[Start of section]

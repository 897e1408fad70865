//! Conversion configuration and command line arguments.

use crate::{common::*, preprocess::PreprocessOptions};

pub use args::*;
pub use size::*;
pub use split::*;

/// The default resize target.
pub const DEFAULT_RESIZE: PixelSize = PixelSize { w: 960, h: 540 };
/// The default minimum bounding box size.
pub const DEFAULT_MINSIZE: PixelSize = PixelSize { w: 75, h: 75 };

/// The resolved configuration of a conversion run.
#[derive(Debug, Clone, PartialEq, Serialize, Deserialize)]
pub struct Config {
    /// Root directory of the raw dataset.
    pub data_dir: PathBuf,
    /// Directory holding the images. If not set, image paths are derived
    /// from the annotation folder and the annotation file name.
    #[serde(default)]
    pub image_path: Option<PathBuf>,
    /// Output record path, relative to `data_dir`.
    pub output_path: PathBuf,
    /// Label map path, relative to `data_dir`.
    #[serde(default)]
    pub label_map_path: Option<PathBuf>,
    /// The dataset list to convert.
    #[serde(default)]
    pub set: Option<DatasetSet>,
    #[serde(default = "default_split")]
    pub split: SplitRatio,
    #[serde(default = "default_resize")]
    pub resize: PixelSize,
    #[serde(default = "default_minsize")]
    pub minsize: PixelSize,
    #[serde(default)]
    pub grayscale: bool,
    #[serde(default)]
    pub deinterlace: bool,
    /// Optional list of whitelisted labels.
    #[serde(default)]
    pub labels: Option<HashSet<String>>,
    /// Seed of the train/test shuffle.
    #[serde(default)]
    pub seed: Option<u64>,
}

impl Config {
    pub fn new(data_dir: impl Into<PathBuf>, output_path: impl Into<PathBuf>) -> Self {
        Self {
            data_dir: data_dir.into(),
            image_path: None,
            output_path: output_path.into(),
            label_map_path: None,
            set: None,
            split: default_split(),
            resize: DEFAULT_RESIZE,
            minsize: DEFAULT_MINSIZE,
            grayscale: false,
            deinterlace: false,
            labels: None,
            seed: None,
        }
    }

    pub fn open<P>(path: P) -> Result<Self>
    where
        P: AsRef<Path>,
    {
        let text = fs::read_to_string(path)?;
        let config = json5::from_str(&text)?;
        Ok(config)
    }

    pub fn output_file(&self) -> PathBuf {
        self.data_dir.join(&self.output_path)
    }

    pub fn label_map_file(&self) -> Option<PathBuf> {
        self.label_map_path
            .as_ref()
            .map(|path| self.data_dir.join(path))
    }

    pub fn preprocess_options(&self) -> PreprocessOptions {
        PreprocessOptions {
            target: self.resize,
            deinterlace: self.deinterlace,
            grayscale: self.grayscale,
        }
    }

    pub fn rng(&self) -> StdRng {
        match self.seed {
            Some(seed) => StdRng::seed_from_u64(seed),
            None => StdRng::from_entropy(),
        }
    }
}

fn default_split() -> SplitRatio {
    SplitRatio {
        train: r64(0.8),
        test: r64(0.2),
    }
}

fn default_resize() -> PixelSize {
    DEFAULT_RESIZE
}

fn default_minsize() -> PixelSize {
    DEFAULT_MINSIZE
}

/// The dataset list names accepted by `--set`.
#[derive(Debug, Clone, Copy, PartialEq, Eq, Hash, Serialize, Deserialize)]
#[serde(rename_all = "lowercase")]
pub enum DatasetSet {
    Train,
    Val,
    Trainval,
    Test,
}

impl DatasetSet {
    pub const ALL: [DatasetSet; 4] = [Self::Train, Self::Val, Self::Trainval, Self::Test];

    pub fn as_str(&self) -> &'static str {
        match self {
            Self::Train => "train",
            Self::Val => "val",
            Self::Trainval => "trainval",
            Self::Test => "test",
        }
    }

    /// The list file that enumerates the annotation files of this set.
    pub fn list_file_name(&self) -> String {
        format!("{}.txt", self.as_str())
    }
}

impl Display for DatasetSet {
    fn fmt(&self, f: &mut fmt::Formatter<'_>) -> fmt::Result {
        f.write_str(self.as_str())
    }
}

impl FromStr for DatasetSet {
    type Err = Error;

    fn from_str(text: &str) -> Result<Self, Self::Err> {
        Self::ALL
            .iter()
            .find(|set| set.as_str() == text)
            .copied()
            .ok_or_else(|| {
                format_err!(
                    "set must be in : [{}], but get '{}'",
                    Self::ALL.iter().join(", "),
                    text
                )
            })
    }
}

mod size {
    use super::*;

    /// Image or box size written as `WxH`.
    #[derive(Debug, Clone, Copy, PartialEq, Eq, Hash, Serialize, Deserialize)]
    #[serde(try_from = "String", into = "String")]
    pub struct PixelSize {
        pub w: u32,
        pub h: u32,
    }

    impl PixelSize {
        pub fn new(w: u32, h: u32) -> Self {
            Self { w, h }
        }

        pub fn to_hw(&self) -> HW<f64> {
            HW::from_hw([self.h as f64, self.w as f64])
        }
    }

    impl Display for PixelSize {
        fn fmt(&self, f: &mut fmt::Formatter<'_>) -> fmt::Result {
            write!(f, "{}x{}", self.w, self.h)
        }
    }

    impl FromStr for PixelSize {
        type Err = Error;

        fn from_str(text: &str) -> Result<Self, Self::Err> {
            let (w, h) = text
                .trim()
                .split_once('x')
                .ok_or_else(|| format_err!("expect size in WxH format, but get '{}'", text))?;
            let w: u32 = w
                .trim()
                .parse()
                .with_context(|| format!("invalid width in '{}'", text))?;
            let h: u32 = h
                .trim()
                .parse()
                .with_context(|| format!("invalid height in '{}'", text))?;
            Ok(Self { w, h })
        }
    }

    impl TryFrom<String> for PixelSize {
        type Error = Error;

        fn try_from(text: String) -> Result<Self, Self::Error> {
            text.parse()
        }
    }

    impl From<PixelSize> for String {
        fn from(size: PixelSize) -> Self {
            size.to_string()
        }
    }
}

mod split {
    use super::*;

    /// The fractions of annotation files listed in `train.txt` and `test.txt`.
    #[derive(Debug, Clone, Copy, PartialEq, Eq, Hash, Serialize, Deserialize)]
    #[serde(try_from = "String", into = "String")]
    pub struct SplitRatio {
        pub train: R64,
        pub test: R64,
    }

    impl SplitRatio {
        pub fn new(train: f64, test: f64) -> Result<Self> {
            let train = R64::try_new(train).ok_or_else(|| format_err!("invalid train ratio"))?;
            let test = R64::try_new(test).ok_or_else(|| format_err!("invalid test ratio"))?;
            ensure!(
                (0.0..=1.0).contains(&train.raw()) && (0.0..=1.0).contains(&test.raw()),
                "split ratios must be within [0, 1], but get {} and {}",
                train,
                test
            );
            Ok(Self { train, test })
        }
    }

    impl Display for SplitRatio {
        fn fmt(&self, f: &mut fmt::Formatter<'_>) -> fmt::Result {
            write!(f, "{}, {}", self.train, self.test)
        }
    }

    impl FromStr for SplitRatio {
        type Err = Error;

        fn from_str(text: &str) -> Result<Self, Self::Err> {
            let ratios: Vec<f64> = text
                .split(',')
                .map(|item| {
                    item.trim()
                        .parse()
                        .with_context(|| format!("invalid ratio '{}' in '{}'", item, text))
                })
                .try_collect()?;
            match *ratios.as_slice() {
                [train, test] => Self::new(train, test),
                _ => bail!("expect split in 'train, test' format, but get '{}'", text),
            }
        }
    }

    impl TryFrom<String> for SplitRatio {
        type Error = Error;

        fn try_from(text: String) -> Result<Self, Self::Error> {
            text.parse()
        }
    }

    impl From<SplitRatio> for String {
        fn from(ratio: SplitRatio) -> Self {
            ratio.to_string()
        }
    }
}

mod args {
    use super::*;

    #[derive(Debug, Clone, StructOpt)]
    /// Creates TFRecord files from VOC-style annotated data.
    ///
    /// Example: voc-record --data-dir /data --output-path BENTHIC_2017_test.record
    /// --label-map-path benthic_label_map.pbtxt --set test
    pub struct Args {
        #[structopt(long)]
        /// JSON5 configuration file. Command line options override its fields.
        pub config_file: Option<PathBuf>,
        #[structopt(short = "d", long)]
        /// root directory to raw dataset
        pub data_dir: Option<PathBuf>,
        #[structopt(long)]
        /// dataset directory holding the images
        pub image_path: Option<PathBuf>,
        #[structopt(short = "o", long)]
        /// path to output TFRecord, relative to the data directory
        pub output_path: Option<PathBuf>,
        #[structopt(short = "l", long)]
        /// path to label map, relative to the data directory
        pub label_map_path: Option<PathBuf>,
        #[structopt(short = "s", long)]
        /// convert training set, validation set or merged set (train, val, trainval, test)
        pub set: Option<DatasetSet>,
        #[structopt(long)]
        /// train/test split, e.g. "0.8, 0.2"
        pub split: Option<SplitRatio>,
        #[structopt(long)]
        /// resize images to WxH
        pub resize: Option<PixelSize>,
        #[structopt(long)]
        /// minimum size bounding box to include in record, WxH
        pub minsize: Option<PixelSize>,
        #[structopt(long)]
        /// convert images to grayscale
        pub grayscale: bool,
        #[structopt(long)]
        /// deinterlace images that are twice the target size
        pub deinterlace: bool,
        #[structopt(long)]
        /// space separated labels to load, must be in the label map
        pub labels: Option<Vec<String>>,
        #[structopt(long)]
        /// seed of the train/test shuffle
        pub seed: Option<u64>,
    }

    impl Args {
        /// Merge the arguments onto the configuration file, if any.
        pub fn into_config(self) -> Result<Config> {
            let Args {
                config_file,
                data_dir,
                image_path,
                output_path,
                label_map_path,
                set,
                split,
                resize,
                minsize,
                grayscale,
                deinterlace,
                labels,
                seed,
            } = self;

            let mut config = match config_file {
                Some(config_file) => Config::open(&config_file).with_context(|| {
                    format!("failed to load config file '{}'", config_file.display())
                })?,
                None => {
                    let data_dir = data_dir
                        .clone()
                        .ok_or_else(|| format_err!("--data-dir is required"))?;
                    let output_path = output_path
                        .clone()
                        .ok_or_else(|| format_err!("--output-path is required"))?;
                    Config::new(data_dir, output_path)
                }
            };

            if let Some(data_dir) = data_dir {
                config.data_dir = data_dir;
            }
            if let Some(output_path) = output_path {
                config.output_path = output_path;
            }
            if image_path.is_some() {
                config.image_path = image_path;
            }
            if label_map_path.is_some() {
                config.label_map_path = label_map_path;
            }
            if set.is_some() {
                config.set = set;
            }
            if let Some(split) = split {
                config.split = split;
            }
            if let Some(resize) = resize {
                config.resize = resize;
            }
            if let Some(minsize) = minsize {
                config.minsize = minsize;
            }
            if let Some(labels) = labels {
                config.labels = Some(labels.into_iter().collect());
            }
            if seed.is_some() {
                config.seed = seed;
            }
            config.grayscale |= grayscale;
            config.deinterlace |= deinterlace;

            ensure!(
                config.resize.w > 0 && config.resize.h > 0,
                "resize target must be positive, but get {}",
                config.resize
            );

            Ok(config)
        }
    }
}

[End of section]

Work order: When the word "Deserialize" turns up on a line of the material above, copy that line.

Output:
#[derive(Debug, Clone, PartialEq, Serialize, Deserialize)]
#[derive(Debug, Clone, Copy, PartialEq, Eq, Hash, Serialize, Deserialize)]
    #[derive(Debug, Clone, Copy, PartialEq, Eq, Hash, Serialize, Deserialize)]
    #[derive(Debug, Clone, Copy, PartialEq, Eq, Hash, Serialize, Deserialize)]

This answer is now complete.